§ Required action:
Return all lines from the entries below in which the word "terminal" is present.

+===+

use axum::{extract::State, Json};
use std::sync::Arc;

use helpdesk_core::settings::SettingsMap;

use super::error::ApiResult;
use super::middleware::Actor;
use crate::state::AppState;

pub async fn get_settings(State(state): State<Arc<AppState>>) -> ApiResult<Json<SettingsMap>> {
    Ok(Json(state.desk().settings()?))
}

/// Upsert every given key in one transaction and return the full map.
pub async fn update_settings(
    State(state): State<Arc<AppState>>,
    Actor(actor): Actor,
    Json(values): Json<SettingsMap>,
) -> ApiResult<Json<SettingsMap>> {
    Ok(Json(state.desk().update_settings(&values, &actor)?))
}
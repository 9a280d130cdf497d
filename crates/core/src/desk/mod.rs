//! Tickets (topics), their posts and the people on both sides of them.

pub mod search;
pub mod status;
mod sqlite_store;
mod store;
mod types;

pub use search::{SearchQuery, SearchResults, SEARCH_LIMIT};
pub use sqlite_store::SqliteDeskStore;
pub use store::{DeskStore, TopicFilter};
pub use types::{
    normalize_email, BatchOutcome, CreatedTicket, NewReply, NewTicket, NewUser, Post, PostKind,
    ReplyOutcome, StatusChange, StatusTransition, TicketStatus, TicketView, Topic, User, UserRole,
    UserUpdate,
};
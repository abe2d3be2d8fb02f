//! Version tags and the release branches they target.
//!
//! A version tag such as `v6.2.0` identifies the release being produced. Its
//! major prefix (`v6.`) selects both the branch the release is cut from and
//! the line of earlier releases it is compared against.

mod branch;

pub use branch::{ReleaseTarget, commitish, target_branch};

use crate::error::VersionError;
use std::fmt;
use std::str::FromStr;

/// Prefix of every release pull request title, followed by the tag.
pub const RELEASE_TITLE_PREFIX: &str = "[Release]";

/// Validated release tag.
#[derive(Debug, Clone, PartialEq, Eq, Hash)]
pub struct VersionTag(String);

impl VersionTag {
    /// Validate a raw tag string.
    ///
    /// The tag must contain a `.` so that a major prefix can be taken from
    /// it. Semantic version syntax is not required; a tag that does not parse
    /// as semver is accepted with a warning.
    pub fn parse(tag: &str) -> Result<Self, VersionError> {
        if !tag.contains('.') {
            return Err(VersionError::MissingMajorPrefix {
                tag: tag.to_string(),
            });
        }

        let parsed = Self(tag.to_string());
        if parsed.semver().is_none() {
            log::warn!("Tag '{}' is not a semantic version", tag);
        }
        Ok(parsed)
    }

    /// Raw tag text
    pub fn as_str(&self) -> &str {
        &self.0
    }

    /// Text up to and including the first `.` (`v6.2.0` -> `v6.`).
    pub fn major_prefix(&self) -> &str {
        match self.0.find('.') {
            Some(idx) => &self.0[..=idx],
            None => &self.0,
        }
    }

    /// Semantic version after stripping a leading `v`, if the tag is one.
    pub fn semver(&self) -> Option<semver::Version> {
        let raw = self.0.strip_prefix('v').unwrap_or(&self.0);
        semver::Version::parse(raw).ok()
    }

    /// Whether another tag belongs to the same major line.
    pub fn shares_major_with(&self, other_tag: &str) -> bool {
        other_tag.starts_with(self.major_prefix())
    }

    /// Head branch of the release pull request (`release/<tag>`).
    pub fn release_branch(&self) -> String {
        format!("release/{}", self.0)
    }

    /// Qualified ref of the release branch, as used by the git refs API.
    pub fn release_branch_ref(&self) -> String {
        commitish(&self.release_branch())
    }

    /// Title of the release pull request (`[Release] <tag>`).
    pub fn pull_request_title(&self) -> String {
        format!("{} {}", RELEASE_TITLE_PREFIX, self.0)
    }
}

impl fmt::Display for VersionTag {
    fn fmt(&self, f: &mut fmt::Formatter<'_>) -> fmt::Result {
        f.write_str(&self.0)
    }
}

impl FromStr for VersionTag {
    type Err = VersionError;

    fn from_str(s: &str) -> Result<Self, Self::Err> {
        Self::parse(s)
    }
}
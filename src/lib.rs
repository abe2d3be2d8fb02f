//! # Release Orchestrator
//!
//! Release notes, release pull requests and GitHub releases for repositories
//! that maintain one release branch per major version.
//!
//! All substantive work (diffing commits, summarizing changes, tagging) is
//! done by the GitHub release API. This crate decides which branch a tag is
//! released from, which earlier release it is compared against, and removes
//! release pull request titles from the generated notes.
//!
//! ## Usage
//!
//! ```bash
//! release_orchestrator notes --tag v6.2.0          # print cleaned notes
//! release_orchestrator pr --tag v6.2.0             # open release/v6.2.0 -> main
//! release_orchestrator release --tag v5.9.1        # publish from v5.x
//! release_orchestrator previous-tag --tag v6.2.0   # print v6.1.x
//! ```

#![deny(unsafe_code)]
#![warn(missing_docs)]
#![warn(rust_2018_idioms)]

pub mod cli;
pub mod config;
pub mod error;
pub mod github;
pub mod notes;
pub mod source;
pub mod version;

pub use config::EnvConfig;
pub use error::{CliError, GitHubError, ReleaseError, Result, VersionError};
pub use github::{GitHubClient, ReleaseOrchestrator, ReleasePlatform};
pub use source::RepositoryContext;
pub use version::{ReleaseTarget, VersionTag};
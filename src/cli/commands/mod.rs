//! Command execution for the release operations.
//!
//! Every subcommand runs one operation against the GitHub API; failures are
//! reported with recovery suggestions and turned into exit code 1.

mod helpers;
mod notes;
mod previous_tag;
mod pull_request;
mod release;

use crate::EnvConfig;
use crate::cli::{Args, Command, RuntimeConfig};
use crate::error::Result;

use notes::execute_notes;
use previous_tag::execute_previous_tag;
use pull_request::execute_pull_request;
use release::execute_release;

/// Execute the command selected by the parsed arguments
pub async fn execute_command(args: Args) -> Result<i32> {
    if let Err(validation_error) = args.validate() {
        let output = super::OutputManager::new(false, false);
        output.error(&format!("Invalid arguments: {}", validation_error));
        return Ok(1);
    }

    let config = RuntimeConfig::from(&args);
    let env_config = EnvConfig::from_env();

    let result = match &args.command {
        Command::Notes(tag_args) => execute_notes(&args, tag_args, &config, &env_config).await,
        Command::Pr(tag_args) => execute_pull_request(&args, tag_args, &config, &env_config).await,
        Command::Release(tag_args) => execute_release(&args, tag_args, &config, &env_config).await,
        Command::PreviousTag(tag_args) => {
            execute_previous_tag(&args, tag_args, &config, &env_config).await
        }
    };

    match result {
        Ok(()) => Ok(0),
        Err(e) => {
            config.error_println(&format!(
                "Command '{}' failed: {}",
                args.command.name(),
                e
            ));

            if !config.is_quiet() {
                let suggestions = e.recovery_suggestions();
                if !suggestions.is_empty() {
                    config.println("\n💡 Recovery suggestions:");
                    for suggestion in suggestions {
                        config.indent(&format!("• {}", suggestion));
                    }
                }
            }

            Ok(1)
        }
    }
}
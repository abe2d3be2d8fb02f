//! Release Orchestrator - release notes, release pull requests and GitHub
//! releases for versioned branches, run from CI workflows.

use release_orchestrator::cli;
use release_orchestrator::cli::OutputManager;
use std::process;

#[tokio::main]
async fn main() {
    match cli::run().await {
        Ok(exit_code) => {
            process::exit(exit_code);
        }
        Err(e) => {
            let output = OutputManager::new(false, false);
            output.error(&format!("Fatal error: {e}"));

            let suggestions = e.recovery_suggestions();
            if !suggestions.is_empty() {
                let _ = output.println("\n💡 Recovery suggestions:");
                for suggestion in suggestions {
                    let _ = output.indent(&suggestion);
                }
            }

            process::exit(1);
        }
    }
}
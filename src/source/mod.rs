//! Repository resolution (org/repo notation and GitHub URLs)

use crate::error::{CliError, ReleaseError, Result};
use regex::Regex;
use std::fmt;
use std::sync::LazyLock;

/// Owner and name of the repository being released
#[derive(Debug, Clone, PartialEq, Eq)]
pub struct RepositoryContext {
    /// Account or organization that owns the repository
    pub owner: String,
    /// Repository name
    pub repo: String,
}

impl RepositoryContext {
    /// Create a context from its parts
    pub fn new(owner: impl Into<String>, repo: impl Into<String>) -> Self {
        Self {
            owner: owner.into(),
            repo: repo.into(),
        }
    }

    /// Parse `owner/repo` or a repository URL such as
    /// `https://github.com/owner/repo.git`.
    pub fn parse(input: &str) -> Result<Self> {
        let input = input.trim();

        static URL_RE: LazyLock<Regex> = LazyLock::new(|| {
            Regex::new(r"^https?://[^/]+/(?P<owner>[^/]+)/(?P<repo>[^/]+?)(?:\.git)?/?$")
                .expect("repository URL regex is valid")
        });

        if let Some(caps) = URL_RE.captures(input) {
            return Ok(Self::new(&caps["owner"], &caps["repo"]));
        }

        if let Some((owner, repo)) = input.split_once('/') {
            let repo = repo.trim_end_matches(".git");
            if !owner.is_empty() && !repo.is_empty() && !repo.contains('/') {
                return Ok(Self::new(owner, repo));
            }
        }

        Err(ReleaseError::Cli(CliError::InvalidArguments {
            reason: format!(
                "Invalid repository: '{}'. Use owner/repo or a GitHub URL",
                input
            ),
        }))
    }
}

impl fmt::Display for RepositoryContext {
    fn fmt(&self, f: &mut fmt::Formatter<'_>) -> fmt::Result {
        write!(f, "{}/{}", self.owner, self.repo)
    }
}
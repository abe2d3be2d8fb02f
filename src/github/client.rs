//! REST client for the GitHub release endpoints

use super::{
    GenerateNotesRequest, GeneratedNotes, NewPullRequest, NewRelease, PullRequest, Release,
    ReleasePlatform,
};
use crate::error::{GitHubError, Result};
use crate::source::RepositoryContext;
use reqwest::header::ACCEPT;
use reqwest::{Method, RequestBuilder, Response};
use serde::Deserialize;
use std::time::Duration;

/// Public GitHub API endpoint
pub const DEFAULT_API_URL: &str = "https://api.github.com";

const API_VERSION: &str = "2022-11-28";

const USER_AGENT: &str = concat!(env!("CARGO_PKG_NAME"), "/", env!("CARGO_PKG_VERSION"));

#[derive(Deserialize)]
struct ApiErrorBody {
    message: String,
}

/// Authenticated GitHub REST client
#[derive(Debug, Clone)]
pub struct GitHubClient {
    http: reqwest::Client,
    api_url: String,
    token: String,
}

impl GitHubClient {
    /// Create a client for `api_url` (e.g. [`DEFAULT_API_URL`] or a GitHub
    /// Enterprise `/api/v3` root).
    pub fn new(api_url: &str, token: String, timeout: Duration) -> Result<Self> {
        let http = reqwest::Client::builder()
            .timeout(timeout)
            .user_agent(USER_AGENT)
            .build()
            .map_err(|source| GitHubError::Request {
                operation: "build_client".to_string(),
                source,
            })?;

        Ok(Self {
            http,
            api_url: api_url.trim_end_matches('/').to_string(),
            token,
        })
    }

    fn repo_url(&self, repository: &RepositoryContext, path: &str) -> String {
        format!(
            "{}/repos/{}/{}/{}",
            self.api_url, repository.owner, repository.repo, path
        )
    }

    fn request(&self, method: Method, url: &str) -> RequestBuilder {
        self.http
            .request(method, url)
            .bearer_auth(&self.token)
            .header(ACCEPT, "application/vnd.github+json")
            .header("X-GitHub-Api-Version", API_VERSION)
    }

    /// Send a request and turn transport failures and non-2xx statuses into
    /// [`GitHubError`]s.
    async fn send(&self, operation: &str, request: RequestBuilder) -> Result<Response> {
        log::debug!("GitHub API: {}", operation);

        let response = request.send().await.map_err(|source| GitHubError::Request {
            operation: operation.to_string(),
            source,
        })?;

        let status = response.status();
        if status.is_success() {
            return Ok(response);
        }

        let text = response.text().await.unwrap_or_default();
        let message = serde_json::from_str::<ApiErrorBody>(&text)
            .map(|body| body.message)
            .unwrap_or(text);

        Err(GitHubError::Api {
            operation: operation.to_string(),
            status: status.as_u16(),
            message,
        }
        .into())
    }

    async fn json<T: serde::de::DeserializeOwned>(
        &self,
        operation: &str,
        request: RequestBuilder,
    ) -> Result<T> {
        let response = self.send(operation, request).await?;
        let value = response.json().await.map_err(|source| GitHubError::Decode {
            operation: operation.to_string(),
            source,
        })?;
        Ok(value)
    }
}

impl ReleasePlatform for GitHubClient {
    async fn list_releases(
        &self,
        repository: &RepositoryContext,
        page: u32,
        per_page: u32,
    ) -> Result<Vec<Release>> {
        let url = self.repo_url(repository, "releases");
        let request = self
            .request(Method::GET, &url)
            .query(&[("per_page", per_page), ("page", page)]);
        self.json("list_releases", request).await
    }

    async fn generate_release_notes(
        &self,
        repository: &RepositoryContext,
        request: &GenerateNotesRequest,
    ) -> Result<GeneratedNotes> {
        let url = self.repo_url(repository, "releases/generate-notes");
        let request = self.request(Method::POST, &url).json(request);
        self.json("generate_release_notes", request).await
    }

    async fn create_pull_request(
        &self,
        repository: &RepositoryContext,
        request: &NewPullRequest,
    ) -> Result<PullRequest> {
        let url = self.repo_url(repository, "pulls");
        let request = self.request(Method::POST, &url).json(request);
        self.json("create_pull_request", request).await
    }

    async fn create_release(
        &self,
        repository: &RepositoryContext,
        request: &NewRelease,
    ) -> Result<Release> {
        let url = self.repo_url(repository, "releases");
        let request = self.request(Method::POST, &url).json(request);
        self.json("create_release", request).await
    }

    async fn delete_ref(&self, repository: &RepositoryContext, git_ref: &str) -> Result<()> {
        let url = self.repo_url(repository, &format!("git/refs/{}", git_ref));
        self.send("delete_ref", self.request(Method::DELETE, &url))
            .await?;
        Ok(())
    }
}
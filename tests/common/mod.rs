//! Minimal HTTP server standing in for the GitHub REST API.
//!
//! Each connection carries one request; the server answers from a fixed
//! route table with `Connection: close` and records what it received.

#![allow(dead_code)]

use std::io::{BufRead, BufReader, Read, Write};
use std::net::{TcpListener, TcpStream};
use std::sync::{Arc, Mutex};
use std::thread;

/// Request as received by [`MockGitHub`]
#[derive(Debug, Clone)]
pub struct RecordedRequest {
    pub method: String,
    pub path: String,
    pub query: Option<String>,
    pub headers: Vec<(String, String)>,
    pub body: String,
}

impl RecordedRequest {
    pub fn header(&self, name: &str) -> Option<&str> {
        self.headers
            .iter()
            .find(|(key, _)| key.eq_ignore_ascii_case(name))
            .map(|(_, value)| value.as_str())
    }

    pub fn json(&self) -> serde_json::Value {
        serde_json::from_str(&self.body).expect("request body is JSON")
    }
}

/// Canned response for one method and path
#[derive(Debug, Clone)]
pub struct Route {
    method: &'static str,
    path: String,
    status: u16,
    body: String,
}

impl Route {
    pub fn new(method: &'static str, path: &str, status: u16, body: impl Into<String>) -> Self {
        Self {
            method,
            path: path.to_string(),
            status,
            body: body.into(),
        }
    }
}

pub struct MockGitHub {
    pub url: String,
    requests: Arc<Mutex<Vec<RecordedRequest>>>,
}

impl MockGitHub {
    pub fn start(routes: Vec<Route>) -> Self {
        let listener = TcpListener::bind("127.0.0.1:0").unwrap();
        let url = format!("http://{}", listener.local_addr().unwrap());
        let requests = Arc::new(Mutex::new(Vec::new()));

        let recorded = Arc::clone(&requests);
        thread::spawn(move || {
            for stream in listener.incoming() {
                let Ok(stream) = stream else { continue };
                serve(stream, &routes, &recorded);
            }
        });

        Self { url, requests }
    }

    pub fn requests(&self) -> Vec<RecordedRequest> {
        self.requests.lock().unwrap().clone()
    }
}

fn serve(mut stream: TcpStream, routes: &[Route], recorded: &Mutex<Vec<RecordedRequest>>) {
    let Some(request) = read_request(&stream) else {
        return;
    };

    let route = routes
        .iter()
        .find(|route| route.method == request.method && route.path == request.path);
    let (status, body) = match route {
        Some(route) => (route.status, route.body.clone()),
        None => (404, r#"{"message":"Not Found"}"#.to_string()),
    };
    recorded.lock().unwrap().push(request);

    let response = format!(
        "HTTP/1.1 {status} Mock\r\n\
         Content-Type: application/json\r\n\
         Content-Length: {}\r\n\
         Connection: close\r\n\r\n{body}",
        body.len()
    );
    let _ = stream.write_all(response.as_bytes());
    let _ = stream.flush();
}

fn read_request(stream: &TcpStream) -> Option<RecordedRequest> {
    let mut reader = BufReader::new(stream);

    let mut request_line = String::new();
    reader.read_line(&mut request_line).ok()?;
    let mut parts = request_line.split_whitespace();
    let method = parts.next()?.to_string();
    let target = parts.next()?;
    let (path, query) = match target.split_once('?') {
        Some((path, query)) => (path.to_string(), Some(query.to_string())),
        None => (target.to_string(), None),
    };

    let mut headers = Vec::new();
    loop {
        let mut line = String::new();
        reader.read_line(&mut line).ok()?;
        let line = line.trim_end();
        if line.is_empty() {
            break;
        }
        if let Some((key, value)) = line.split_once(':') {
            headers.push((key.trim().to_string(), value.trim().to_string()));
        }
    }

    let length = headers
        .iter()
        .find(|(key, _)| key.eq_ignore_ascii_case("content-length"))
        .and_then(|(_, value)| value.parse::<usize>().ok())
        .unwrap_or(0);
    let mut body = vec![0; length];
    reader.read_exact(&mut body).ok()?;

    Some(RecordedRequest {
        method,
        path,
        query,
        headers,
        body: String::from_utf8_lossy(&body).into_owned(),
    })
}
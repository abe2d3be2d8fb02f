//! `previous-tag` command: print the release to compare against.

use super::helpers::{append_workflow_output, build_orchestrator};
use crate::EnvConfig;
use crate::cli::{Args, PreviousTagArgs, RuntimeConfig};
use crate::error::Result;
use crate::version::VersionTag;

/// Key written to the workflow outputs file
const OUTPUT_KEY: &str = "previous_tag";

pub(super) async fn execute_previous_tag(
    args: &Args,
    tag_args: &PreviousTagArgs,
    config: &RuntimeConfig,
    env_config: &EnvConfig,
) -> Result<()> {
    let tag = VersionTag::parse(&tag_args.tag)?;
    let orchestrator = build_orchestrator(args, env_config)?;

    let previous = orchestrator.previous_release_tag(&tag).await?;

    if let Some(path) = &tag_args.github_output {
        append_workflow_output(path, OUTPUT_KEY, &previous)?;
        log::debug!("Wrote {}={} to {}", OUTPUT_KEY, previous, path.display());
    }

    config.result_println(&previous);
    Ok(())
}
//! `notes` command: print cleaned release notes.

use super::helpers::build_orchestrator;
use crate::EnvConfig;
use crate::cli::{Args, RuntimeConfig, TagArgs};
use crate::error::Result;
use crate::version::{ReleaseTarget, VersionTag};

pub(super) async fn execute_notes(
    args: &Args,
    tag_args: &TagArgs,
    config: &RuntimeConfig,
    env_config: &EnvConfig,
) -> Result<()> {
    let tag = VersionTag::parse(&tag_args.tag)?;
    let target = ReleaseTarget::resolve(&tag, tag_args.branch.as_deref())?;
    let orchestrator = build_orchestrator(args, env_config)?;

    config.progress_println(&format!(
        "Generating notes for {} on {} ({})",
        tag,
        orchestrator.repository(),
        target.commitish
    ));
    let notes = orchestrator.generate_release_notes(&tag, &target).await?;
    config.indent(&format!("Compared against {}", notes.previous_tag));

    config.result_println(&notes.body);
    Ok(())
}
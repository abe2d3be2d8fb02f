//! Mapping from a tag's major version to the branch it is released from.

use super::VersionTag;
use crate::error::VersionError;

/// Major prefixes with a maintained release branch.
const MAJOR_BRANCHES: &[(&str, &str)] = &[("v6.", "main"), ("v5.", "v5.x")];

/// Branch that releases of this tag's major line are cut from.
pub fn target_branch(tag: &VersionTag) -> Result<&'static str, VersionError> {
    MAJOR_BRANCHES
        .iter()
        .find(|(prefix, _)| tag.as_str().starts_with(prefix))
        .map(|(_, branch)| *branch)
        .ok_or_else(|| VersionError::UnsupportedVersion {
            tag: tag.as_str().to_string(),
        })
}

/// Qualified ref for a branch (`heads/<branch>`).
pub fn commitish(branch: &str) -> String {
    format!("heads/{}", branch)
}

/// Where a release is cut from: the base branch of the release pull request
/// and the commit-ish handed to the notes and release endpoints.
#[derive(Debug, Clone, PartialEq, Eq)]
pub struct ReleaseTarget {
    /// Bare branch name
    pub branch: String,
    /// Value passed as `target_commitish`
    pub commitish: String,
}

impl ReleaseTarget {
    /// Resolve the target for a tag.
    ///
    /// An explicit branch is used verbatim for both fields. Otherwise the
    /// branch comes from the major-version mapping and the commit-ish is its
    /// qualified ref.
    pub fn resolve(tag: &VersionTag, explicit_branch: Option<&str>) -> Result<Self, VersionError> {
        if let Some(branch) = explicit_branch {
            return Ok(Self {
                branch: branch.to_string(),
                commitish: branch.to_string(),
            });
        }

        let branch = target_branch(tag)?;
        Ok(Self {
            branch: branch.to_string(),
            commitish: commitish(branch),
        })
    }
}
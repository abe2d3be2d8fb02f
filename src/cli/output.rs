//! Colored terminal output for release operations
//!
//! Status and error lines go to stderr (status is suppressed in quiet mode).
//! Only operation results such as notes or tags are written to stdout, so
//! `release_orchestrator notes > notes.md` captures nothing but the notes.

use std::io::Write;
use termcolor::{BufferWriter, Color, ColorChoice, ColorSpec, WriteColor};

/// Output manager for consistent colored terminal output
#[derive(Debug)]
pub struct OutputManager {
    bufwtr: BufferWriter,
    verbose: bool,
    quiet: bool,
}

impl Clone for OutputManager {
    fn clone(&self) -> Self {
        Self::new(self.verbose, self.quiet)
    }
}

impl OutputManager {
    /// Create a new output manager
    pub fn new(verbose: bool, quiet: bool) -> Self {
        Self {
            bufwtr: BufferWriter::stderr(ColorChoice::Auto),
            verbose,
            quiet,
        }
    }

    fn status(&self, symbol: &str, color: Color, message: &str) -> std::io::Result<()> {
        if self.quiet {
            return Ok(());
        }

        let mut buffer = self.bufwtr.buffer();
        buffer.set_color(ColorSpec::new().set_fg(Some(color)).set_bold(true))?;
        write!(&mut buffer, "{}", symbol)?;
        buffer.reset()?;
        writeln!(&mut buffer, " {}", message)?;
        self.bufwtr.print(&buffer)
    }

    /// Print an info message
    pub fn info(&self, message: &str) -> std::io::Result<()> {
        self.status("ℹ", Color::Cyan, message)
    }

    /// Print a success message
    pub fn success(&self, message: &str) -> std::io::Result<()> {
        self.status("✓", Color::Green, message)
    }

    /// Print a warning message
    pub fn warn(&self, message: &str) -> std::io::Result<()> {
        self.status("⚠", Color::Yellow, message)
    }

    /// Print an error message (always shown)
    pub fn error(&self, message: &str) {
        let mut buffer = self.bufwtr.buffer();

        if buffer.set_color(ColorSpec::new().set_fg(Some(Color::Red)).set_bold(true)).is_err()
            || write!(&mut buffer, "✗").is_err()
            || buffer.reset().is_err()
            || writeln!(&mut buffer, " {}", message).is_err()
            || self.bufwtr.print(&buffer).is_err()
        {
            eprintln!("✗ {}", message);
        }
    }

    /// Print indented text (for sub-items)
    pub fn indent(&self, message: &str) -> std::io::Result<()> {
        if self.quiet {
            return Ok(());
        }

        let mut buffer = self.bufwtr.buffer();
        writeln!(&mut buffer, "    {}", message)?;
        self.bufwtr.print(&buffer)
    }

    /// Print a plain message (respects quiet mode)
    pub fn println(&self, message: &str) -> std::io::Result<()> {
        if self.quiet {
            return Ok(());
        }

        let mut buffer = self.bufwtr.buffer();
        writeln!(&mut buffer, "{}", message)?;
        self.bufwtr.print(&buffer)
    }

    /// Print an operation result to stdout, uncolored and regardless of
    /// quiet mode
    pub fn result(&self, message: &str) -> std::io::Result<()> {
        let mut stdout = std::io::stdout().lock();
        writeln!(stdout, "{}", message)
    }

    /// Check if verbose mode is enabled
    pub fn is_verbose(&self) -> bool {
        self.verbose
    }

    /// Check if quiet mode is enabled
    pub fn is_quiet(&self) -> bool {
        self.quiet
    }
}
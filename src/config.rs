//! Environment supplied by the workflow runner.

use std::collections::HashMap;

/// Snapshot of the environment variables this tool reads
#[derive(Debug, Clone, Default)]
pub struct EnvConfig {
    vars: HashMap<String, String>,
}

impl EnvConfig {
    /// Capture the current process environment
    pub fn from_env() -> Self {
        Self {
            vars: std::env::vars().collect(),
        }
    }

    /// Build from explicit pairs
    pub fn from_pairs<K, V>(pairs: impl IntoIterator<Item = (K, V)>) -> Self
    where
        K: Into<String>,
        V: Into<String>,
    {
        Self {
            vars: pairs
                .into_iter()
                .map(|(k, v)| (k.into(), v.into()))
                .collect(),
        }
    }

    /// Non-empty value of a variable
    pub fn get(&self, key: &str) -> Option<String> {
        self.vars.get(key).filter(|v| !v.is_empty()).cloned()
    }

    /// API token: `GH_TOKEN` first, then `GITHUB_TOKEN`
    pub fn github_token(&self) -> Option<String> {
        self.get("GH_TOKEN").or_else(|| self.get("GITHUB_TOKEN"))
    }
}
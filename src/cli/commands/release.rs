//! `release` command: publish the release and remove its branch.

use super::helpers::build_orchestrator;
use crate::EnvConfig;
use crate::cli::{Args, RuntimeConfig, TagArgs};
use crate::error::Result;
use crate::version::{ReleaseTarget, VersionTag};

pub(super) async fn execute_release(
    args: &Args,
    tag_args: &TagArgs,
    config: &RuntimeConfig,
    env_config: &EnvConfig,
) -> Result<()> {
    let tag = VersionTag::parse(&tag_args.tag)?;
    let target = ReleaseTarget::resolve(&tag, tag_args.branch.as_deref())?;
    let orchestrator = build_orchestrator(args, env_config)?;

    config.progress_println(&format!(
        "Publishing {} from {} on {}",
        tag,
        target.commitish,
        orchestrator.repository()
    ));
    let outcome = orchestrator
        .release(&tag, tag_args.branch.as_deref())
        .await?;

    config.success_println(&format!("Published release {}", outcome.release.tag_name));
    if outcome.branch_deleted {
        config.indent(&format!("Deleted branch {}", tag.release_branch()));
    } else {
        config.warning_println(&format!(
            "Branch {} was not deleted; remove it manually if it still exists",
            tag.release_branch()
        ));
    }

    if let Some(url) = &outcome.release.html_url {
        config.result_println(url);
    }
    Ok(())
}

+===+

§ Exercise output:
//! Colored terminal output for release operations
/// Output manager for consistent colored terminal output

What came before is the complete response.